● What is required
From the entries below, copy every line where the string "matches" appears.

------ Dataset

//! # Packrat Archive Round-Trip Tests
//!
//! File: cli/tests/roundtrip.rs
//!
//! Library-level tests for `pack` and the reader front-ends: trees survive a
//! pack/unpack cycle with content, modes and link targets intact, for every
//! codec, and the documented failure modes surface as the right error.
//!
mod common;

use common::sample_tree;
use packrat::common::archive::{
    self, Compression, EntryKind, PackRequest, UnpackRequest,
};
use packrat::common::fs::probe;
use packrat::core::error::ArchiveError;
use std::collections::BTreeMap;
use std::fs;
use std::path::{Path, PathBuf};
use tempfile::tempdir;
use walkdir::WalkDir;

#[derive(Debug, PartialEq, Eq)]
enum Node {
    Dir { mode: u32 },
    File { content: Vec<u8>, mode: u32 },
    Link { target: PathBuf },
}

fn mode_of(metadata: &fs::Metadata) -> u32 {
    #[cfg(unix)]
    {
        use std::os::unix::fs::PermissionsExt;
        metadata.permissions().mode() & 0o7777
    }
    #[cfg(not(unix))]
    {
        let _ = metadata;
        0
    }
}

/// Everything below `root` (excluding `root`), keyed by relative path.
fn snapshot(root: &Path) -> BTreeMap<String, Node> {
    let mut nodes = BTreeMap::new();
    for entry in WalkDir::new(root).min_depth(1).follow_links(false) {
        let entry = entry.unwrap();
        let relative = entry
            .path()
            .strip_prefix(root)
            .unwrap()
            .to_string_lossy()
            .replace('\\', "/");
        let metadata = fs::symlink_metadata(entry.path()).unwrap();
        let node = if metadata.file_type().is_symlink() {
            Node::Link {
                target: fs::read_link(entry.path()).unwrap(),
            }
        } else if metadata.is_dir() {
            Node::Dir {
                mode: mode_of(&metadata),
            }
        } else {
            Node::File {
                content: fs::read(entry.path()).unwrap(),
                mode: mode_of(&metadata),
            }
        };
        nodes.insert(relative, node);
    }
    nodes
}

/// A tree with nested directories, unusual modes and (on Unix) symlinks.
fn rich_tree(base: &Path) {
    sample_tree(base);
    fs::create_dir_all(base.join("deep/nested/dirs")).unwrap();
    fs::write(base.join("deep/nested/dirs/leaf.bin"), [0u8, 1, 2, 255]).unwrap();
    fs::write(base.join("deep/empty.txt"), "").unwrap();
    fs::write(base.join("big.txt"), "0123456789".repeat(10_000)).unwrap();
    #[cfg(unix)]
    {
        use std::os::unix::fs::{symlink, PermissionsExt};
        fs::write(base.join("run.sh"), "#!/bin/sh\necho hi\n").unwrap();
        fs::set_permissions(base.join("run.sh"), fs::Permissions::from_mode(0o755)).unwrap();
        fs::set_permissions(base.join("deep/nested"), fs::Permissions::from_mode(0o750))
            .unwrap();
        symlink("a.txt", base.join("link-to-file")).unwrap();
        symlink("sub", base.join("link-to-dir")).unwrap();
        symlink("does/not/exist", base.join("dangling")).unwrap();
        symlink("../a.txt", base.join("sub/up-link")).unwrap();
    }
}

fn pack_all(base: &Path, output: &Path, compression: Compression) {
    archive::pack(&PackRequest::new(base, ["."], output).with_compression(compression))
        .expect("pack failed");
}

#[test]
fn test_round_trip_reproduces_tree() {
    let work = tempdir().unwrap();
    let base = work.path().join("base");
    let dest = work.path().join("dest");
    fs::create_dir(&base).unwrap();
    rich_tree(&base);

    let output = work.path().join("tree.tar");
    pack_all(&base, &output, Compression::None);
    archive::unpack_plain(&output, &dest).unwrap();

    assert_eq!(snapshot(&base), snapshot(&dest));
}

#[test]
fn test_compressed_round_trips_match_plain() {
    let work = tempdir().unwrap();
    let base = work.path().join("base");
    fs::create_dir(&base).unwrap();
    rich_tree(&base);
    let expected = snapshot(&base);

    type FrontEnd = fn(&Path, &Path) -> packrat::core::error::ArchiveResult<()>;
    let cases: [(Compression, FrontEnd); 3] = [
        (Compression::None, archive::unpack_plain),
        (Compression::Gzip, archive::unpack_gzip),
        (Compression::Bzip2, archive::unpack_bzip2),
    ];
    for (compression, front_end) in cases {
        let output = work.path().join(format!("tree.{}", compression.extension()));
        pack_all(&base, &output, compression);
        assert_eq!(Compression::detect(&output).unwrap(), compression);

        let dest = work.path().join(format!("dest-{}", compression));
        front_end(&output, &dest).unwrap();
        assert_eq!(snapshot(&dest), expected, "{} round trip differs", compression);

        // The generic entry point agrees with the dedicated one.
        let generic = work.path().join(format!("generic-{}", compression));
        archive::unpack(&UnpackRequest::new(&output, &generic, compression)).unwrap();
        assert_eq!(snapshot(&generic), expected);
    }
}

#[test]
fn test_concrete_scenario() {
    let work = tempdir().unwrap();
    let base = work.path().join("base");
    let dest = work.path().join("dest");
    fs::create_dir(&base).unwrap();
    fs::create_dir(&dest).unwrap();
    sample_tree(&base);

    let output = work.path().join("out.tar");
    archive::pack(&PackRequest::new(&base, ["a.txt", "sub"], &output)).unwrap();
    archive::unpack_plain(&output, &dest).unwrap();

    assert_eq!(fs::read_to_string(dest.join("a.txt")).unwrap(), "hello");
    assert_eq!(fs::read_to_string(dest.join("sub/b.txt")).unwrap(), "world");
    assert!(dest.join("sub").is_dir());
    #[cfg(unix)]
    {
        use std::os::unix::fs::PermissionsExt;
        let mode = fs::metadata(dest.join("a.txt")).unwrap().permissions().mode();
        assert_eq!(mode & 0o777, 0o644);
    }
}

#[test]
fn test_unpack_twice_overwrites_files() {
    let work = tempdir().unwrap();
    let base = work.path().join("base");
    let dest = work.path().join("dest");
    fs::create_dir(&base).unwrap();
    sample_tree(&base);
    let output = work.path().join("out.tar.gz");
    pack_all(&base, &output, Compression::Gzip);

    archive::unpack_gzip(&output, &dest).unwrap();
    fs::write(dest.join("a.txt"), "locally modified and longer").unwrap();
    archive::unpack_gzip(&output, &dest).unwrap();

    assert_eq!(fs::read_to_string(dest.join("a.txt")).unwrap(), "hello");
    assert_eq!(snapshot(&base), snapshot(&dest));
}

#[cfg(unix)]
#[test]
fn test_unpack_twice_with_read_only_entries() {
    use std::os::unix::fs::PermissionsExt;
    let work = tempdir().unwrap();
    let base = work.path().join("base");
    let dest = work.path().join("dest");
    fs::create_dir_all(base.join("sealed")).unwrap();
    fs::write(base.join("ro.txt"), "frozen").unwrap();
    fs::write(base.join("sealed/inner.txt"), "inside").unwrap();
    fs::set_permissions(base.join("ro.txt"), fs::Permissions::from_mode(0o444)).unwrap();
    fs::set_permissions(base.join("sealed/inner.txt"), fs::Permissions::from_mode(0o444)).unwrap();
    fs::set_permissions(base.join("sealed"), fs::Permissions::from_mode(0o555)).unwrap();
    let output = work.path().join("ro.tar");
    archive::pack(&PackRequest::new(&base, ["ro.txt", "sealed"], &output)).unwrap();

    archive::unpack_plain(&output, &dest).unwrap();
    archive::unpack_plain(&output, &dest).unwrap();
    assert_eq!(snapshot(&base), snapshot(&dest));

    for dir in [&base, &dest] {
        fs::set_permissions(dir.join("sealed"), fs::Permissions::from_mode(0o755)).unwrap();
    }
}

#[cfg(unix)]
#[test]
fn test_symlink_conflict_is_already_exists() {
    let work = tempdir().unwrap();
    let base = work.path().join("base");
    let dest = work.path().join("dest");
    fs::create_dir(&base).unwrap();
    fs::write(base.join("target.txt"), "t").unwrap();
    std::os::unix::fs::symlink("target.txt", base.join("link")).unwrap();
    let output = work.path().join("links.tar");
    archive::pack(&PackRequest::new(&base, ["target.txt", "link"], &output)).unwrap();

    archive::unpack_plain(&output, &dest).unwrap();
    let second = archive::unpack_plain(&output, &dest);
    assert!(matches!(second, Err(ArchiveError::AlreadyExists { .. })));
}

#[test]
fn test_corrupt_gzip_writes_no_files() {
    let work = tempdir().unwrap();
    let dest = work.path().join("dest");
    let bogus = work.path().join("bogus.tar.gz");
    // Gzip magic followed by garbage.
    let mut bytes = vec![0x1f, 0x8b];
    bytes.extend(std::iter::repeat(0xAB).take(600));
    fs::write(&bogus, bytes).unwrap();

    let result = archive::unpack_gzip(&bogus, &dest);
    assert!(matches!(result, Err(ArchiveError::Decode { .. })));
    let written: Vec<_> = WalkDir::new(&dest)
        .into_iter()
        .filter_map(Result::ok)
        .filter(|e| e.file_type().is_file())
        .collect();
    assert!(written.is_empty());
}

#[test]
fn test_truncated_bzip2_is_decode_error() {
    let work = tempdir().unwrap();
    let base = work.path().join("base");
    fs::create_dir(&base).unwrap();
    rich_tree(&base);
    let output = work.path().join("tree.tar.bz2");
    pack_all(&base, &output, Compression::Bzip2);

    let bytes = fs::read(&output).unwrap();
    let truncated = work.path().join("truncated.tar.bz2");
    fs::write(&truncated, &bytes[..bytes.len() / 2]).unwrap();

    let result = archive::unpack_bzip2(&truncated, &work.path().join("dest"));
    assert!(matches!(result, Err(ArchiveError::Decode { .. })));
}

#[test]
fn test_list_entries_reports_kinds() {
    let work = tempdir().unwrap();
    let base = work.path().join("base");
    fs::create_dir(&base).unwrap();
    sample_tree(&base);
    let output = work.path().join("out.tar.bz2");
    pack_all(&base, &output, Compression::Bzip2);

    let entries = archive::list_entries(&output, Compression::Bzip2).unwrap();
    let by_name: BTreeMap<String, &EntryKind> = entries
        .iter()
        .map(|e| (e.name.to_string_lossy().replace('\\', "/"), &e.kind))
        .collect();
    assert_eq!(by_name["a.txt"], &EntryKind::RegularFile { size: 5 });
    assert_eq!(by_name["sub"], &EntryKind::Directory);
    assert_eq!(by_name["sub/b.txt"], &EntryKind::RegularFile { size: 5 });
    assert_eq!(by_name.len(), 3);
}

#[test]
fn test_probe_properties() {
    let work = tempdir().unwrap();
    let root = work.path().join("tree");
    fs::create_dir(&root).unwrap();
    sample_tree(&root);
    fs::create_dir_all(root.join("x/y")).unwrap();
    fs::write(root.join("x/y/z.txt"), "z").unwrap();

    // 3 regular files, 3 directories below the root.
    let files = probe::list_files_recursive(&root).unwrap();
    assert_eq!(files.len(), 3);
    assert!(files.iter().all(|f| f.is_absolute() && !f.is_dir()));

    let fresh = root.join("fresh.txt");
    fs::write(&fresh, "12345678").unwrap();
    assert!(probe::exists(&fresh));
    assert_eq!(probe::size(&fresh).unwrap(), 8);
    assert!(!probe::is_dir(&fresh));
    assert!(!probe::is_symlink(&fresh).unwrap());
    fs::remove_file(&fresh).unwrap();
    assert!(!probe::exists(&fresh));
    assert!(matches!(
        probe::size(&fresh),
        Err(ArchiveError::NotFound { .. })
    ));
}

#[test]
fn test_concurrent_packs_use_no_shared_state() {
    let work = tempdir().unwrap();
    let handles: Vec<_> = (0..4)
        .map(|i| {
            let root = work.path().join(format!("job{i}"));
            std::thread::spawn(move || {
                let base = root.join("base");
                fs::create_dir_all(&base).unwrap();
                fs::write(base.join("id.txt"), i.to_string()).unwrap();
                let output = root.join("out.tar");
                archive::pack(&PackRequest::new(&base, ["id.txt"], &output)).unwrap();
                archive::unpack_plain(&output, &root.join("dest")).unwrap();
                fs::read_to_string(root.join("dest/id.txt")).unwrap()
            })
        })
        .collect();
    for (i, handle) in handles.into_iter().enumerate() {
        assert_eq!(handle.join().unwrap(), i.to_string());
    }
}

------------

● Written answer
    assert!(matches!(second, Err(ArchiveError::AlreadyExists { .. })));
    assert!(matches!(result, Err(ArchiveError::Decode { .. })));
    assert!(matches!(result, Err(ArchiveError::Decode { .. })));
    assert!(matches!(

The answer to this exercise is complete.